The intelligence committee is supposed to be a committee of adults and it’s supposed to be one of those rare vestiges of Congress these days where politics really is put aside. You are dealing with the most sensitive issues that our government deals with both substantively and with the oversight of our intelligence community. The idea that that committee has turned into a partisan one where you are going to release on a party line vote a highly controversial memo that the Department of Justice has argued would be exceedingly reckless, without due process, without the time, apparently, for full vetting by the Department of Justice to see if there would be adverse intelligence consequences and then while Democrats have put forth their own memo to on a party line vote that down, is just — it’s stunning.
Did you ever have reservations about getting into politics?

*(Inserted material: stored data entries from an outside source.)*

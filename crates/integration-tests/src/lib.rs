//! Integration tests for StoreLens.
//!
//! # Running Tests
//!
//! ```bash
//! # In-process tests (no databases needed)
//! cargo test -p storelens-integration-tests
//!
//! # Live tests against a running server with seeded stores
//! STORELENS_BASE_URL=http://127.0.0.1:5001 cargo test -p storelens-integration-tests -- --ignored
//! ```
//!
//! # Test Categories
//!
//! - `metric_properties` - Catalog metrics over hand-built data
//! - `cart_flow` - Cart state machine through the service and the router
//! - `comparison` - Dual-store comparison with healthy and failing stores
//! - `live_server` - HTTP tests against a running server (ignored by default)
//!
//! This crate provides the shared fixtures: entity builders and a
//! [`TestApp`] that drives the router in-process, carrying the session
//! cookie between requests like a browser.

use std::sync::Arc;
use std::time::Duration;

use axum::Router;
use axum::body::Body;
use axum::http::{Request, StatusCode, header};
use chrono::{DateTime, TimeZone, Utc};
use serde_json::Value;
use tower::ServiceExt;
use tower_sessions::{MemoryStore, SessionManagerLayer};

use storelens_core::cart::{CartService, CheckoutPricing};
use storelens_core::metrics::MetricsEngine;
use storelens_core::model::{Cart, CartItem, Order, OrderItem, Product, Review, Snapshot, User};
use storelens_core::store::InMemoryStore;
use storelens_core::{
    CartId, CartItemId, CartStatus, Email, OrderId, OrderItemId, OrderStatus, Price, ProductId,
    Rating, ReviewId, StoreKind, UserId,
};
use storelens_server::state::AppState;

// =============================================================================
// Entity builders
// =============================================================================

/// A UTC timestamp on the hour.
///
/// # Panics
///
/// Panics on an impossible date.
#[must_use]
pub fn at(year: i32, month: u32, day: u32, hour: u32) -> DateTime<Utc> {
    Utc.with_ymd_and_hms(year, month, day, hour, 0, 0)
        .single()
        .expect("valid fixture timestamp")
}

/// A user with an `@example.com` address.
///
/// # Panics
///
/// Panics if `id` does not form a valid email local part.
#[must_use]
pub fn user(id: &str, name: &str) -> User {
    User {
        id: UserId::new(id),
        name: name.to_owned(),
        email: Email::parse(&format!("{id}@example.com")).expect("valid fixture email"),
        signup_source: "organic".to_owned(),
        created_at: at(2024, 1, 1, 0),
    }
}

/// An active product in the `Home` category.
#[must_use]
pub fn product(id: &str, name: &str, cents: u32) -> Product {
    Product {
        id: ProductId::new(id),
        name: name.to_owned(),
        category: "Home".to_owned(),
        price: Price::from_cents(cents),
        description: None,
        is_active: true,
        created_at: at(2024, 1, 1, 0),
    }
}

/// An order whose total matches its `(product, quantity, unit cents)` lines.
#[must_use]
pub fn order(
    id: &str,
    user_id: &str,
    date: DateTime<Utc>,
    status: OrderStatus,
    lines: &[(&str, u32, u32)],
) -> Order {
    let order_id = OrderId::new(id);
    let items: Vec<OrderItem> = lines
        .iter()
        .enumerate()
        .map(|(n, (product_id, quantity, cents))| OrderItem {
            id: OrderItemId::new(format!("{id}-{n}")),
            order_id: order_id.clone(),
            product_id: ProductId::new(*product_id),
            quantity: *quantity,
            unit_price: Price::from_cents(*cents),
        })
        .collect();
    let total_amount = items.iter().map(OrderItem::line_total).sum();
    Order {
        id: order_id,
        user_id: UserId::new(user_id),
        order_date: date,
        status,
        total_amount,
        items,
    }
}

/// A completed order of one unit per product at `cents` each.
#[must_use]
pub fn basket(id: &str, user_id: &str, products: &[&str], cents: u32) -> Order {
    let lines: Vec<(&str, u32, u32)> = products.iter().map(|p| (*p, 1, cents)).collect();
    order(id, user_id, at(2024, 4, 1, 10), OrderStatus::Completed, &lines)
}

/// A cart holding one item per `(product, removed)` entry.
#[must_use]
pub fn cart(id: &str, user_id: &str, status: CartStatus, items: &[(&str, bool)]) -> Cart {
    let cart_id = CartId::new(id);
    let added = at(2024, 3, 1, 12);
    Cart {
        id: cart_id.clone(),
        user_id: UserId::new(user_id),
        created_at: added,
        status,
        items: items
            .iter()
            .enumerate()
            .map(|(n, (product_id, removed))| CartItem {
                id: CartItemId::new(format!("{id}-{n}")),
                cart_id: cart_id.clone(),
                product_id: ProductId::new(*product_id),
                added_at: added,
                removed_at: removed.then_some(added),
            })
            .collect(),
    }
}

/// A review with a 1-5 rating.
///
/// # Panics
///
/// Panics if `rating` is out of range.
#[must_use]
pub fn review(id: &str, user_id: &str, product_id: &str, rating: i64) -> Review {
    Review {
        id: ReviewId::new(id),
        user_id: UserId::new(user_id),
        product_id: ProductId::new(product_id),
        rating: Rating::new(rating).expect("valid fixture rating"),
        comment: None,
        review_date: at(2024, 3, 2, 9),
    }
}

/// A small catalog with three shoppers and four products.
#[must_use]
pub fn shop() -> Snapshot {
    Snapshot {
        users: vec![user("u1", "Ada"), user("u2", "Bo"), user("u3", "Cy")],
        products: vec![
            product("p1", "Lamp", 1500),
            product("p2", "Rug", 8000),
            product("p3", "Vase", 2500),
            product("p4", "Clock", 4000),
        ],
        ..Snapshot::default()
    }
}

/// An engine over a fresh in-memory store.
#[must_use]
pub fn engine(kind: StoreKind, snapshot: Snapshot) -> (Arc<InMemoryStore>, MetricsEngine) {
    let store = Arc::new(InMemoryStore::from_snapshot(kind, snapshot));
    let engine = MetricsEngine::new(store.clone());
    (store, engine)
}

// =============================================================================
// In-process application
// =============================================================================

/// The router over in-memory stores, with a browser-like cookie.
pub struct TestApp {
    router: Router,
    cookie: Option<String>,
    pub relational: Arc<InMemoryStore>,
    pub document: Option<Arc<InMemoryStore>>,
}

/// A decoded response.
#[derive(Debug)]
pub struct TestResponse {
    pub status: StatusCode,
    pub body: Value,
}

impl TestApp {
    /// App whose relational store holds `snapshot` and whose document store,
    /// if any, holds `document`.
    #[must_use]
    pub fn new(snapshot: Snapshot, document: Option<Snapshot>) -> Self {
        let relational = Arc::new(InMemoryStore::from_snapshot(StoreKind::Relational, snapshot));
        let document = document
            .map(|snapshot| Arc::new(InMemoryStore::from_snapshot(StoreKind::Document, snapshot)));

        let state = AppState::new(
            MetricsEngine::new(relational.clone()),
            document
                .clone()
                .map(|store| MetricsEngine::new(store)),
            CartService::new(relational.clone(), CheckoutPricing::default()),
            Duration::from_secs(2),
        );
        let router =
            storelens_server::app(state, SessionManagerLayer::new(MemoryStore::default()));

        Self {
            router,
            cookie: None,
            relational,
            document,
        }
    }

    /// Send a GET request.
    pub async fn get(&mut self, uri: &str) -> TestResponse {
        let request = self.request("GET", uri).body(Body::empty());
        self.send(request.expect("valid GET request")).await
    }

    /// Send a urlencoded form POST.
    pub async fn post_form(&mut self, uri: &str, form: &[(&str, &str)]) -> TestResponse {
        let body = form
            .iter()
            .map(|(k, v)| format!("{k}={v}"))
            .collect::<Vec<_>>()
            .join("&");
        let request = self
            .request("POST", uri)
            .header(header::CONTENT_TYPE, "application/x-www-form-urlencoded")
            .body(Body::from(body));
        self.send(request.expect("valid POST request")).await
    }

    fn request(&self, method: &str, uri: &str) -> axum::http::request::Builder {
        let builder = Request::builder().method(method).uri(uri);
        match &self.cookie {
            Some(cookie) => builder.header(header::COOKIE, cookie),
            None => builder,
        }
    }

    async fn send(&mut self, request: Request<Body>) -> TestResponse {
        let response = self
            .router
            .clone()
            .oneshot(request)
            .await
            .expect("router is infallible");

        if let Some(cookie) = response
            .headers()
            .get(header::SET_COOKIE)
            .and_then(|v| v.to_str().ok())
            .and_then(|v| v.split(';').next())
        {
            self.cookie = Some(cookie.to_owned());
        }

        let status = response.status();
        let bytes = axum::body::to_bytes(response.into_body(), usize::MAX)
            .await
            .expect("readable body");
        let body = serde_json::from_slice(&bytes)
            .unwrap_or_else(|_| Value::String(String::from_utf8_lossy(&bytes).into_owned()));
        TestResponse { status, body }
    }
}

Absolutely. The person that pushed me most not to run for office was my father. Many people think my family would have pushed me to do this, they pushed me not to. If you’re fortunate enough to hold office, it’s an extraordinary honor. It’s also a major commitment and it has consequences for you, your personal life, your family, and it’s that’s real and that can be really hard. There are certainly times that growing up and just being around it you’re aware of the fact that as much of an honor as it is, it’s comes with costs and oftentimes those costs are borne by others around the elected official, like your family. And that’s hard.
Do you ever talk with your dad about how different the political climate is today compared to when he or your other relatives were in office?
I don’t think there’s any doubt that it’s gotten worse. Look: politics has always been a full contact sport. People in that business, they pull no punches. We have these raucous debates and that’s okay. That is actually part of the idea, that you have these big philosophical disagreements and you work through them. And sometimes it’s messy; it’s not always pretty, but we work through them. I think what’s missing at this point – and I would argue largely because of campaign finance laws and gerrymandering – you don’t have an additional pullback toward compromise. We’ve clearly seen this with the tone the president has struck, when he says we’ll cut a deal when one side wins and another side loses. What I would urge him to understand is: when you’re dealing with your own government and your own people, one side shouldn’t have to lose for another side to win. The idea that Republicans win and Democrats lose, that means in your opinion half the country is always losing. That’s not the way you govern a country.